Why lingers she behind?

O pity!—view him by her dead form kneeling,

Even in wild frenzy holy nature feeling.

His aching eyeballs strain

To see those curtain’d orbs unfold,

That beauteous bosom heave again,—

But all is dark and cold.

In agony the father shakes;

Grief’s choking note

Swells in his throat,

Each wither’d heart-string tugs and breaks!

Round her pale neck his dying arms he wreathes,

And on her marble lips his last, his death-kiss breathes.

Down! trembling wing—shall insect weakness keep

The sun-defying eagle’s sweep?

A mortal strike celestial strings,

And feebly echo what a seraph sings?

Who now shall grace the glowing throne,

Where, all unrivall’d, all alone,

Bold Shakspeare sat, and look’d creation through,

The Minstrel Monarch of the worlds he drew?

That throne is cold—that lyre in death unstrung,

On whose proud note delighted Wonder hung.

Yet old Oblivion, as in wrath he sweeps,

One spot shall spare—the grave where Shakspeare sleeps.

Rulers and ruled in common gloom may lie,

But Nature’s laureate bards shall never die.

Art’s chisell’d boast, and Glory’s trophied shore,

Must live in numbers, or can live no more.

While sculptured Jove some nameless waste may claim,

Still rolls th’ Olympic car in Pindar’s fame:

Troy’s doubtful walls, in ashes past away,

Yet frown on Greece in Homer’s deathless lay:

Rome, slowly sinking in her crumbling fanes,

Stands all immortal in her Maro’s strains:—

So, too, yon giant empress of the isles,

On whose broad sway the sun for ever smiles,

To Time’s unsparing rage one day must bend,

And all her triumphs in her Shakspeare end!
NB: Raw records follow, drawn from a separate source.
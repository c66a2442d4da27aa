//! Bus Bridge Integration Tests
//!
//! Tests for the async channel bridge between Tokio runtime and the bus worker thread.
//!
//! # Test Scenarios
//! - Command/response flow for every request helper
//! - Bus errors flattened into `common::Error::Bus`
//! - Event delivery from the worker to async consumers
//! - Concurrent callers sharing cloned bridges
//!
//! Run with: `cargo test -p common --test bus_bridge_tests`

use common::test_utils::{
    DEFAULT_TEST_TIMEOUT, mock_target_info, plugin_bytes, session, unplug_bytes, with_timeout,
};
use common::{BusCommand, BusEvent, Error, create_bus_bridge};
use protocol::{
    BusError, PLUGIN_RECORD_SIZE, PlugInRecord, Presence, SerialNo, TargetKind,
    UNPLUG_RECORD_SIZE, UnplugRecord, UnplugReport,
};
use std::thread;

// ============================================================================
// Request helpers
// ============================================================================

#[tokio::test]
async fn test_plug_in_round_trip() {
    let (bridge, worker) = create_bus_bridge();

    let handle = thread::spawn(move || {
        if let Ok(BusCommand::PlugIn {
            request,
            context,
            response,
        }) = worker.recv_command()
        {
            assert_eq!(context.session.map(|s| s.0), Some(3));
            let _ = response.send(Ok(request.len()));
        }
    });

    let transferred = with_timeout(
        DEFAULT_TEST_TIMEOUT,
        bridge.plug_in(plugin_bytes(1, TargetKind::Xbox360Wired), session(3)),
    )
    .await
    .expect("timed out")
    .expect("plug-in failed");

    assert_eq!(transferred, PLUGIN_RECORD_SIZE);
    handle.join().expect("Worker thread panicked");
}

#[tokio::test]
async fn test_plug_in_record_encodes_request() {
    let (bridge, worker) = create_bus_bridge();

    let handle = thread::spawn(move || {
        if let Ok(BusCommand::PlugIn {
            request, response, ..
        }) = worker.recv_command()
        {
            let record = PlugInRecord::decode(&request).expect("valid record");
            assert_eq!(record.serial_no, SerialNo(9));
            assert_eq!(record.target_type, TargetKind::DualShock4Wired.as_raw());
            let _ = response.send(Ok(request.len()));
        }
    });

    let record = PlugInRecord::new(SerialNo(9), TargetKind::DualShock4Wired);
    let transferred = bridge.plug_in_record(&record, session(1)).await.unwrap();
    assert_eq!(transferred, PLUGIN_RECORD_SIZE);
    handle.join().unwrap();
}

#[tokio::test]
async fn test_bus_error_is_flattened() {
    let (bridge, worker) = create_bus_bridge();

    let handle = thread::spawn(move || {
        if let Ok(BusCommand::PlugIn { response, .. }) = worker.recv_command() {
            let _ = response.send(Err(BusError::AlreadyExists {
                serial_no: SerialNo(1),
            }));
        }
    });

    let err = bridge
        .plug_in(plugin_bytes(1, TargetKind::Xbox360Wired), session(1))
        .await
        .unwrap_err();

    assert!(matches!(
        err,
        Error::Bus(BusError::AlreadyExists {
            serial_no: SerialNo(1)
        })
    ));
    handle.join().unwrap();
}

#[tokio::test]
async fn test_unplug_round_trip() {
    let (bridge, worker) = create_bus_bridge();

    let handle = thread::spawn(move || {
        if let Ok(BusCommand::Unplug {
            request, response, ..
        }) = worker.recv_command()
        {
            let record = UnplugRecord::decode(&request).expect("valid record");
            let _ = response.send(Ok(UnplugReport {
                transferred: request.len(),
                unplugged: vec![record.serial_no],
            }));
        }
    });

    let report = bridge
        .unplug_record(&UnplugRecord::new(SerialNo(4)), session(2))
        .await
        .unwrap();

    assert_eq!(report.transferred, UNPLUG_RECORD_SIZE);
    assert_eq!(report.unplugged, vec![SerialNo(4)]);
    handle.join().unwrap();
}

#[tokio::test]
async fn test_list_and_reclaim() {
    let (bridge, worker) = create_bus_bridge();

    let handle = thread::spawn(move || {
        for _ in 0..2 {
            match worker.recv_command() {
                Ok(BusCommand::ListTargets { response }) => {
                    let _ = response.send(vec![
                        mock_target_info(1, 1, TargetKind::Xbox360Wired, Presence::Present),
                        mock_target_info(2, 1, TargetKind::DualShock4Wired, Presence::Missing),
                    ]);
                }
                Ok(BusCommand::Reclaim { response }) => {
                    let _ = response.send(vec![mock_target_info(
                        2,
                        1,
                        TargetKind::DualShock4Wired,
                        Presence::Missing,
                    )]);
                }
                other => panic!("unexpected command: {:?}", other),
            }
        }
    });

    let targets = bridge.list_targets().await.unwrap();
    assert_eq!(targets.len(), 2);

    let reclaimed = bridge.reclaim().await.unwrap();
    assert_eq!(reclaimed.len(), 1);
    assert_eq!(reclaimed[0].serial_no, SerialNo(2));

    handle.join().unwrap();
}

// ============================================================================
// Lifecycle
// ============================================================================

#[tokio::test]
async fn test_shutdown_command() {
    let (bridge, worker) = create_bus_bridge();

    let handle = thread::spawn(move || matches!(worker.recv_command(), Ok(BusCommand::Shutdown)));

    bridge.shutdown().await.unwrap();
    assert!(handle.join().unwrap());
}

#[tokio::test]
async fn test_send_after_worker_dropped() {
    let (bridge, worker) = create_bus_bridge();
    drop(worker);

    let err = bridge
        .unplug(unplug_bytes(0), session(1))
        .await
        .unwrap_err();
    assert!(matches!(err, Error::Channel(_)));
}

#[test]
fn test_try_recv_on_empty_channel() {
    let (_bridge, worker) = create_bus_bridge();
    assert!(worker.try_recv_command().is_none());
}

// ============================================================================
// Events
// ============================================================================

#[tokio::test]
async fn test_events_delivered_in_order() {
    let (bridge, worker) = create_bus_bridge();

    let handle = thread::spawn(move || {
        let present = mock_target_info(5, 1, TargetKind::Xbox360Wired, Presence::Present);
        let missing = mock_target_info(5, 1, TargetKind::Xbox360Wired, Presence::Missing);
        worker
            .send_event(BusEvent::TargetPresent { target: present })
            .unwrap();
        worker
            .send_event(BusEvent::TargetMissing {
                target: missing.clone(),
            })
            .unwrap();
        worker
            .send_event(BusEvent::TargetReclaimed { target: missing })
            .unwrap();
    });

    let first = with_timeout(DEFAULT_TEST_TIMEOUT, bridge.recv_event())
        .await
        .unwrap()
        .unwrap();
    let second = bridge.recv_event().await.unwrap();
    let third = bridge.recv_event().await.unwrap();

    assert!(matches!(first, BusEvent::TargetPresent { .. }));
    assert!(matches!(second, BusEvent::TargetMissing { .. }));
    assert!(matches!(third, BusEvent::TargetReclaimed { .. }));

    handle.join().unwrap();
}

#[test]
fn test_send_event_without_consumer_fails() {
    let (bridge, worker) = create_bus_bridge();
    drop(bridge);

    let result = worker.send_event(BusEvent::TargetPresent {
        target: mock_target_info(1, 1, TargetKind::Xbox360Wired, Presence::Present),
    });
    assert!(matches!(result, Err(Error::Channel(_))));
}

// ============================================================================
// Concurrency
// ============================================================================

#[tokio::test]
async fn test_cloned_bridges_share_worker() {
    let (bridge, worker) = create_bus_bridge();
    const CALLERS: usize = 8;

    let handle = thread::spawn(move || {
        for _ in 0..CALLERS {
            if let Ok(BusCommand::PlugIn {
                request, response, ..
            }) = worker.recv_command()
            {
                let _ = response.send(Ok(request.len()));
            }
        }
    });

    let mut tasks = Vec::new();
    for i in 0..CALLERS {
        let bridge = bridge.clone();
        tasks.push(tokio::spawn(async move {
            bridge
                .plug_in(
                    plugin_bytes(i as u32 + 1, TargetKind::Xbox360Wired),
                    session(i as u32),
                )
                .await
        }));
    }

    for task in tasks {
        assert_eq!(task.await.unwrap().unwrap(), PLUGIN_RECORD_SIZE);
    }
    handle.join().unwrap();
}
O Thou! to whose creative power

We dedicate the festal hour,

While Grace and Goodness round the altar stand,

Learning’s anointed train, and Beauty’s rose-lipp’d band—

Realms yet unborn, in accents now unknown,

Thy song shall learn, and bless it for their own.

Deep in the West, as Independence roves,

His banners planting round the land he loves,

Where nature sleeps in Eden’s infant grace,

In time’s full hour shall spring a glorious race:—

Thy name, thy verse, thy language shall they bear,

And deck for thee the vaulted temple there.

Our Roman-hearted fathers broke

Thy parent empire’s galling yoke,

But thou, harmonious ruler of the mind,

Around their sons a gentler chain shalt bind;—

In thee shall Albion’s sceptre wave once more,

And what her monarch lost her monarch-bard restore.